English Cannon by the Hudson River, Revolutionary WarPhoto by Michael Francis Studios (Michael Cook)
In what spare moments I’ve had the last week, I’ve been reading a book I’ve had set aside for research for over a year now. One that, when I saw it pop up in my Amazon search at the genesis of an idea, I got so excited about that I bought then and there, though I didn’t actually need it yet, given that I wasn’t actually writing the book, LOL.
I need to put a smidgeon of work into the idea for my agent though, so out it came. To my immense delight. =) The book is Declaration: The Nine Tumultuous Weeks when America Became Independent by  Willian Hogeland, and it’s turning out to be all I hoped. A non-fiction book that tells me stories. That presents the wit of the men of the day in ways that make me laugh.
That redefines my assumptions.
See, even after researching for two separate Revolution-era books, I haven’t quite plumbed the depths of how revolutionary this was, this idea that a group of colonies could just break away from its mother country. I can never quite shake the ideas I got in my schooling, that everyone just banded together, put to use their Yankee ingenuity and grit, and ousted the tyrannical government. All Americans for one, and one for all.

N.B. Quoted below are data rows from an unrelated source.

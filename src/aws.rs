//! AWS SDK implementations of the client capability traits.

use crate::clients::{
    BatchJobService, ClientFactory, JobRunInfo, JobSubmission, ObjectStore, QueryExecutionInfo,
    QueryService, QuerySubmission, ResultPage, TableCatalog, TableSummary,
};
use crate::config::DEFAULT_REGION;
use crate::engine::poll::RunState;
use crate::error::TablesError;
use async_trait::async_trait;
use aws_config::{BehaviorVersion, Region, SdkConfig};
use aws_sdk_athena::types::{
    QueryExecutionContext, ResultConfiguration, ResultConfigurationUpdates,
    WorkGroupConfigurationUpdates,
};
use aws_sdk_emrserverless::types::{
    CloudWatchLoggingConfiguration, ConfigurationOverrides, JobDriver, MonitoringConfiguration,
    SparkSubmit,
};
use aws_sdk_s3::error::DisplayErrorContext;
use aws_sdk_s3::primitives::ByteStream;
use aws_sdk_s3::types::{BucketLocationConstraint, CreateBucketConfiguration};
use serde_json::{Map, Value};
use std::error::Error as StdError;
use std::sync::Arc;
use tracing::{debug, info};

fn sdk_error<E: StdError>(action: &str, err: E) -> TablesError {
    TablesError::connection(format!("{} failed: {}", action, DisplayErrorContext(&err)))
}

/// Region-scoped SDK clients sharing one credential chain.
#[derive(Clone)]
pub struct AwsClientFactory {
    sdk: SdkConfig,
}

impl AwsClientFactory {
    /// Load the default credential chain. `region` is only the fallback for
    /// clients created without an explicit region.
    pub async fn load(region: Option<&str>) -> Self {
        let region = region.unwrap_or(DEFAULT_REGION).to_string();
        let sdk = aws_config::defaults(BehaviorVersion::latest())
            .region(Region::new(region))
            .load()
            .await;
        Self { sdk }
    }

    pub fn from_sdk_config(sdk: SdkConfig) -> Self {
        Self { sdk }
    }
}

impl ClientFactory for AwsClientFactory {
    fn table_catalog(&self, region: &str) -> Arc<dyn TableCatalog> {
        let conf = aws_sdk_s3tables::config::Builder::from(&self.sdk)
            .region(Region::new(region.to_string()))
            .build();
        Arc::new(S3TablesCatalog {
            client: aws_sdk_s3tables::Client::from_conf(conf),
        })
    }

    fn object_store(&self, region: &str) -> Arc<dyn ObjectStore> {
        let conf = aws_sdk_s3::config::Builder::from(&self.sdk)
            .region(Region::new(region.to_string()))
            .build();
        Arc::new(S3ObjectStore {
            client: aws_sdk_s3::Client::from_conf(conf),
        })
    }

    fn query_service(&self, region: &str) -> Arc<dyn QueryService> {
        let conf = aws_sdk_athena::config::Builder::from(&self.sdk)
            .region(Region::new(region.to_string()))
            .build();
        Arc::new(AthenaService {
            client: aws_sdk_athena::Client::from_conf(conf),
        })
    }

    fn batch_service(&self, region: &str) -> Arc<dyn BatchJobService> {
        let conf = aws_sdk_emrserverless::config::Builder::from(&self.sdk)
            .region(Region::new(region.to_string()))
            .build();
        Arc::new(EmrServerlessService {
            client: aws_sdk_emrserverless::Client::from_conf(conf),
        })
    }
}

pub struct S3TablesCatalog {
    client: aws_sdk_s3tables::Client,
}

#[async_trait]
impl TableCatalog for S3TablesCatalog {
    async fn list_tables(&self, bucket_arn: &str) -> Result<Vec<TableSummary>, TablesError> {
        let mut tables = Vec::new();
        let mut token: Option<String> = None;
        loop {
            let page = self
                .client
                .list_tables()
                .table_bucket_arn(bucket_arn)
                .set_continuation_token(token.take())
                .send()
                .await
                .map_err(|e| sdk_error("ListTables", e))?;

            tables.extend(page.tables().iter().map(|t| TableSummary {
                name: t.name().to_string(),
                namespace: t.namespace().to_vec(),
                table_arn: t.table_arn().to_string(),
            }));

            match page.continuation_token() {
                Some(next) if !next.is_empty() => token = Some(next.to_string()),
                _ => break,
            }
        }
        debug!(bucket_arn, count = tables.len(), "listed tables");
        Ok(tables)
    }
}

pub struct S3ObjectStore {
    client: aws_sdk_s3::Client,
}

#[async_trait]
impl ObjectStore for S3ObjectStore {
    async fn ensure_bucket(&self, bucket: &str, region: &str) -> Result<bool, TablesError> {
        match self.client.head_bucket().bucket(bucket).send().await {
            Ok(_) => return Ok(false),
            Err(e) => {
                let missing = e.as_service_error().is_some_and(|se| se.is_not_found());
                if !missing {
                    return Err(sdk_error("HeadBucket", e));
                }
            }
        }

        let mut request = self.client.create_bucket().bucket(bucket);
        // us-east-1 rejects an explicit location constraint.
        if region != DEFAULT_REGION {
            request = request.create_bucket_configuration(
                CreateBucketConfiguration::builder()
                    .location_constraint(BucketLocationConstraint::from(region))
                    .build(),
            );
        }
        match request.send().await {
            Ok(_) => {
                info!(bucket, region, "created bucket");
                Ok(true)
            }
            Err(e)
                if e.as_service_error()
                    .is_some_and(|se| se.is_bucket_already_owned_by_you()) =>
            {
                Ok(false)
            }
            Err(e) => Err(sdk_error("CreateBucket", e)),
        }
    }

    async fn put_object(&self, bucket: &str, key: &str, body: Vec<u8>) -> Result<(), TablesError> {
        self.client
            .put_object()
            .bucket(bucket)
            .key(key)
            .body(ByteStream::from(body))
            .send()
            .await
            .map_err(|e| sdk_error("PutObject", e))?;
        Ok(())
    }
}

pub struct AthenaService {
    client: aws_sdk_athena::Client,
}

fn insert_str(map: &mut Map<String, Value>, key: &str, value: Option<&str>) {
    if let Some(value) = value {
        map.insert(key.to_string(), Value::String(value.to_string()));
    }
}

#[async_trait]
impl QueryService for AthenaService {
    async fn start_query(&self, submission: &QuerySubmission) -> Result<String, TablesError> {
        let mut request = self
            .client
            .start_query_execution()
            .query_string(&submission.query)
            .set_work_group(submission.workgroup.clone())
            .set_client_request_token(submission.client_request_token.clone());

        if submission.catalog.is_some() || submission.database.is_some() {
            request = request.query_execution_context(
                QueryExecutionContext::builder()
                    .set_catalog(submission.catalog.clone())
                    .set_database(submission.database.clone())
                    .build(),
            );
        }
        if let Some(location) = &submission.output_location {
            request = request.result_configuration(
                ResultConfiguration::builder().output_location(location).build(),
            );
        }

        let output = request
            .send()
            .await
            .map_err(|e| sdk_error("StartQueryExecution", e))?;
        output
            .query_execution_id()
            .map(str::to_string)
            .ok_or_else(|| TablesError::execution("StartQueryExecution returned no execution id"))
    }

    async fn get_execution(
        &self,
        query_execution_id: &str,
    ) -> Result<QueryExecutionInfo, TablesError> {
        let output = self
            .client
            .get_query_execution()
            .query_execution_id(query_execution_id)
            .send()
            .await
            .map_err(|e| sdk_error("GetQueryExecution", e))?;
        let execution = output.query_execution().ok_or_else(|| {
            TablesError::execution(format!("no execution found for {}", query_execution_id))
        })?;

        let status = execution.status();
        let state_name = status
            .and_then(|s| s.state())
            .map(|s| s.as_str().to_string())
            .unwrap_or_else(|| "UNKNOWN".to_string());
        let athena_error = status.and_then(|s| s.athena_error());

        let mut details = Map::new();
        insert_str(&mut details, "QueryExecutionId", execution.query_execution_id());
        insert_str(&mut details, "Query", execution.query());
        insert_str(
            &mut details,
            "StatementType",
            execution.statement_type().map(|t| t.as_str()),
        );
        insert_str(&mut details, "SubstatementType", execution.substatement_type());
        insert_str(&mut details, "WorkGroup", execution.work_group());
        insert_str(
            &mut details,
            "OutputLocation",
            execution
                .result_configuration()
                .and_then(|r| r.output_location()),
        );
        if let Some(context) = execution.query_execution_context() {
            insert_str(&mut details, "Catalog", context.catalog());
            insert_str(&mut details, "Database", context.database());
        }
        insert_str(
            &mut details,
            "EngineVersion",
            execution
                .engine_version()
                .and_then(|v| v.effective_engine_version()),
        );
        insert_str(&mut details, "State", Some(&state_name));

        Ok(QueryExecutionInfo {
            query_execution_id: query_execution_id.to_string(),
            state: RunState::from_query_state(&state_name),
            state_change_reason: status
                .and_then(|s| s.state_change_reason())
                .map(str::to_string),
            error_category: athena_error.and_then(|e| e.error_category()),
            error_type: athena_error.and_then(|e| e.error_type()),
            retryable: athena_error.map(|e| e.retryable()),
            state_name,
            details,
        })
    }

    async fn get_results(
        &self,
        query_execution_id: &str,
        next_token: Option<&str>,
    ) -> Result<ResultPage, TablesError> {
        let output = self
            .client
            .get_query_results()
            .query_execution_id(query_execution_id)
            .set_next_token(next_token.map(str::to_string))
            .send()
            .await
            .map_err(|e| sdk_error("GetQueryResults", e))?;

        let rows = output
            .result_set()
            .map(|set| {
                set.rows()
                    .iter()
                    .map(|row| {
                        row.data()
                            .iter()
                            .map(|datum| datum.var_char_value().map(str::to_string))
                            .collect()
                    })
                    .collect()
            })
            .unwrap_or_default();

        Ok(ResultPage {
            rows,
            next_token: output.next_token().map(str::to_string),
        })
    }

    async fn workgroup_output_location(
        &self,
        workgroup: &str,
    ) -> Result<Option<String>, TablesError> {
        let output = self
            .client
            .get_work_group()
            .work_group(workgroup)
            .send()
            .await
            .map_err(|e| sdk_error("GetWorkGroup", e))?;
        Ok(output
            .work_group()
            .and_then(|wg| wg.configuration())
            .and_then(|c| c.result_configuration())
            .and_then(|r| r.output_location())
            .map(str::to_string))
    }

    async fn set_workgroup_output_location(
        &self,
        workgroup: &str,
        location: &str,
    ) -> Result<(), TablesError> {
        self.client
            .update_work_group()
            .work_group(workgroup)
            .configuration_updates(
                WorkGroupConfigurationUpdates::builder()
                    .result_configuration_updates(
                        ResultConfigurationUpdates::builder()
                            .output_location(location)
                            .build(),
                    )
                    .build(),
            )
            .send()
            .await
            .map_err(|e| sdk_error("UpdateWorkGroup", e))?;
        Ok(())
    }

    async fn list_workgroups(&self) -> Result<Vec<String>, TablesError> {
        let output = self
            .client
            .list_work_groups()
            .max_results(1)
            .send()
            .await
            .map_err(|e| sdk_error("ListWorkGroups", e))?;
        Ok(output
            .work_groups()
            .iter()
            .filter_map(|wg| wg.name().map(str::to_string))
            .collect())
    }
}

pub struct EmrServerlessService {
    client: aws_sdk_emrserverless::Client,
}

#[async_trait]
impl BatchJobService for EmrServerlessService {
    async fn start_job_run(&self, job: &JobSubmission) -> Result<String, TablesError> {
        let spark_submit = SparkSubmit::builder()
            .entry_point(&job.entry_point)
            .spark_submit_parameters(&job.spark_submit_parameters)
            .build()
            .map_err(|e| TablesError::execution(format!("invalid job driver: {}", e)))?;
        let logging = CloudWatchLoggingConfiguration::builder()
            .enabled(true)
            .log_group_name(&job.log_group)
            .build()
            .map_err(|e| TablesError::execution(format!("invalid logging configuration: {}", e)))?;

        let output = self
            .client
            .start_job_run()
            .application_id(&job.application_id)
            .execution_role_arn(&job.execution_role_arn)
            .client_token(&job.client_token)
            .job_driver(JobDriver::SparkSubmit(spark_submit))
            .configuration_overrides(
                ConfigurationOverrides::builder()
                    .monitoring_configuration(
                        MonitoringConfiguration::builder()
                            .cloud_watch_logging_configuration(logging)
                            .build(),
                    )
                    .build(),
            )
            .send()
            .await
            .map_err(|e| sdk_error("StartJobRun", e))?;
        Ok(output.job_run_id().to_string())
    }

    async fn get_job_run(
        &self,
        application_id: &str,
        job_run_id: &str,
    ) -> Result<JobRunInfo, TablesError> {
        let output = self
            .client
            .get_job_run()
            .application_id(application_id)
            .job_run_id(job_run_id)
            .send()
            .await
            .map_err(|e| sdk_error("GetJobRun", e))?;
        let run = output
            .job_run()
            .ok_or_else(|| TablesError::execution(format!("no job run found for {}", job_run_id)))?;

        let state_name = run.state().as_str().to_string();
        let details = run.state_details();
        Ok(JobRunInfo {
            job_run_id: job_run_id.to_string(),
            state: RunState::from_job_state(&state_name),
            state_name,
            state_details: (!details.is_empty()).then(|| details.to_string()),
        })
    }

    async fn list_applications(&self) -> Result<Vec<String>, TablesError> {
        let output = self
            .client
            .list_applications()
            .max_results(1)
            .send()
            .await
            .map_err(|e| sdk_error("ListApplications", e))?;
        Ok(output
            .applications()
            .iter()
            .map(|app| app.id().to_string())
            .collect())
    }
}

A lovely, patriotic picture. Except that “patriot” was an insult at the time. “Lovely” doesn’t begin to describe the fear and uncertainty that Americans experienced. And our people were anything but unified into one coherent picture.
The simple fact is that most people didn’t want independence. They didn’t even understand independence. To them, England was Mother. The king was awful, sure, he was a tyrant. But England…England was home. And just because you don’t like a few parts of it, that doesn’t mean you disown it altogether, right? It just means you try to fix it. And sure, if it comes after you, you defend yourself. So at Lexington and Concord they had no choice. But to seek war? To seek a break?
Unthinkable. That would be like looking your dearly beloved mother–they one who might not always be fair in your eyes, but who had loved you and nurtured you–in the eye and then stabbing her in the gut.
Not something a good person would do. And the leaders, the upright citizens, the majority of the day prided themselves on being noble and just. On holding high ideals, like the philosophers of old. To defend oneself was right. But to take the offense…that would cross a line good people did not cross.
Painting of Benjamin Franklin, 1778
by Joseph-Siffrein Duplessis
Most of the Continental Congress had strict instructions, as late as May of 1776, to steer clear of anything that even smelled of independence. To vote against anything that would be more than a vague remonstrance of England’s unfairness. Founding fathers like Benjamin Franklin didn’t come over to the cause until very late in the game–and only then after a decade in England and final humiliation before Parliament that put him in a rage.
It wasn’t easy. It wasn’t simple. And had King George not sent a fleet of hired mercenaries after us (think a mother hiring a gang to come teach her unruly child to listen when she tells him to clean his room), there quite possibly wouldn’t have been enough support to ever make that famous Declaration.
I’ve thought before about the bravery the Patriots showed by standing against the British on the battle fields. Ragtag farmers facing off against the best military in the world. But I’d never really paused to consider how brave (and quite honestly, reckless and heavy-handed) it was for the Sons of Liberty to challenge the prevailing thought of the day. To use guile, intrigue, and rhetoric to convince an unwilling people to follow them into a war most of them didn’t want. It took them decades of work. It took compromise and bullying. But they didn’t just redefine an ideal–they rewrote history. They made their cause so strong that hundreds of years later, school children just think That’s the way it was.
It wasn’t. Not until they made it so.
Do we believe that strongly today? Enough that we’re willing to work all our lives for a goal that most deem foolhardy? Are we willing to fight against prevailing sentiments? When the world says, “You’re crazy,” do we answer, “Maybe, but only until I can change the definition”? It’s a dangerous thing to be that determined. Scary dangerous. And about most causes, I would never dare to be so. 
But I pray that when it matters, I could be so brave. So patriotic. So radical in a quest, if the Lord is the one who put it on my heart. I pray I’m cut from the same cloth as those who forged a nation.